__What you will do__. For the entries below, repeat exactly each line starting with the one that contains "pub fn bottom(&self)" and going on through the one that contains "fixed at spawn", and no others.

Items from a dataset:
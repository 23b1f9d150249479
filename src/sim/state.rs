//! Game state and core simulation types
//!
//! One owned `GameState` holds everything a run needs; the entry points in
//! `tick` mutate it explicitly. No module-level mutable state anywhere.

use glam::Vec2;
use rand::SeedableRng;
use rand_pcg::Pcg32;
use serde::{Deserialize, Serialize};

use crate::config::{Config, Metrics, Viewport};
use crate::consts::TICKS_PER_SECOND;

/// Current phase of gameplay
#[derive(Debug, Clone, Copy, PartialEq, Eq, Serialize, Deserialize)]
pub enum GamePhase {
    /// Bird hovering at the start position, waiting for the first flap
    NotStarted,
    /// Active gameplay
    Running,
    /// Frozen; may carry a resume countdown back into `Running`
    Paused,
    /// Run ended, terminal until reset
    GameOver,
}

/// One-shot side-effect signals, drained by the shell for the audio layer
#[derive(Debug, Clone, Copy, PartialEq, Eq)]
pub enum GameEvent {
    /// Player flapped
    Flap,
    /// A pipe was cleared
    Score,
    /// The run ended (fires at most once per run)
    GameOver,
}

/// The player's bird
#[derive(Debug, Clone, Copy, Serialize, Deserialize)]
pub struct Bird {
    /// Top-left corner; x is fixed per viewport, y integrates velocity
    pub pos: Vec2,
    /// Vertical velocity (px/tick, positive = down)
    pub velocity: f32,
    pub size: Vec2,
}

impl Bird {
    /// Bird at the start position for the given metrics
    pub fn at_start(m: &Metrics) -> Self {
        Self {
            pos: m.bird_start,
            velocity: 0.0,
            size: m.bird_size,
        }
    }

    /// Lower edge of the bounding box
    pub fn bottom(&self) -> f32 {
        self.pos.y + self.size.y
    }
}

/// A gated pipe pair
#[derive(Debug, Clone, Copy, Serialize, Deserialize)]
pub struct Pipe {
    /// Left edge, decreasing as the pipe scrolls
    pub x: f32,
    /// Top of the gap, fixed at spawn
    pub gap_y: f32,
    /// Gap opening, captured from the metrics at spawn
    pub gap_height: f32,
    /// Whether the bird has already cleared this pipe (one-shot)
    pub passed: bool,
}

/// Complete game state (deterministic, serializable)
#[derive(Debug, Clone, Serialize, Deserialize)]
pub struct GameState {
    /// Run seed for reproducibility
    pub seed: u64,
    /// Seeded RNG for gap placement
    pub(crate) rng: Pcg32,
    pub phase: GamePhase,
    pub bird: Bird,
    /// Active pipes in spawn order (oldest first)
    pub pipes: Vec<Pipe>,
    pub score: u32,
    /// Best score seen, backed by the durable store
    pub high_score: u32,
    /// High score changed since the last durable write
    pub(crate) high_score_dirty: bool,
    /// Ticks left in the resume countdown (0 = not counting)
    pub(crate) resume_ticks: u32,
    /// Latch ensuring the game-over signal fires once per run
    pub(crate) game_over_emitted: bool,
    /// Simulation tick counter
    pub tick_count: u64,
    /// Pending one-shot signals (not part of the persisted state)
    #[serde(skip)]
    events: Vec<GameEvent>,
}

impl GameState {
    /// Create a fresh state with the given seed and stored high score
    pub fn new(cfg: &Config, vp: Viewport, seed: u64, high_score: u32) -> Self {
        let m = cfg.metrics(vp);
        Self {
            seed,
            rng: Pcg32::seed_from_u64(seed),
            phase: GamePhase::NotStarted,
            bird: Bird::at_start(&m),
            pipes: Vec::new(),
            score: 0,
            high_score,
            high_score_dirty: false,
            resume_ticks: 0,
            game_over_emitted: false,
            tick_count: 0,
            events: Vec::new(),
        }
    }

    /// Queue a one-shot signal for the shell
    pub(crate) fn push_event(&mut self, event: GameEvent) {
        self.events.push(event);
    }

    /// Take all pending signals, oldest first
    pub fn drain_events(&mut self) -> Vec<GameEvent> {
        std::mem::take(&mut self.events)
    }

    /// Resume countdown in whole seconds, 0 when inactive
    pub fn pause_countdown(&self) -> u32 {
        self.resume_ticks.div_ceil(TICKS_PER_SECOND)
    }

    /// Read-only view for the renderer
    pub fn snapshot(&self) -> Snapshot<'_> {
        Snapshot {
            bird: &self.bird,
            pipes: &self.pipes,
            score: self.score,
            high_score: self.high_score,
            phase: self.phase,
            pause_countdown: self.pause_countdown(),
        }
    }
}

/// Everything the renderer needs, with no mutation rights
#[derive(Debug, Clone, Copy)]
pub struct Snapshot<'a> {
    pub bird: &'a Bird,
    pub pipes: &'a [Pipe],
    pub score: u32,
    pub high_score: u32,
    pub phase: GamePhase,
    /// Whole seconds left in the resume countdown, 0 when inactive
    pub pause_countdown: u32,
}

__Written answer__.
    pub fn bottom(&self) -> f32 {
        self.pos.y + self.size.y
    }
}

/// A gated pipe pair
#[derive(Debug, Clone, Copy, Serialize, Deserialize)]
pub struct Pipe {
    /// Left edge, decreasing as the pipe scrolls
    pub x: f32,
    /// Top of the gap, fixed at spawn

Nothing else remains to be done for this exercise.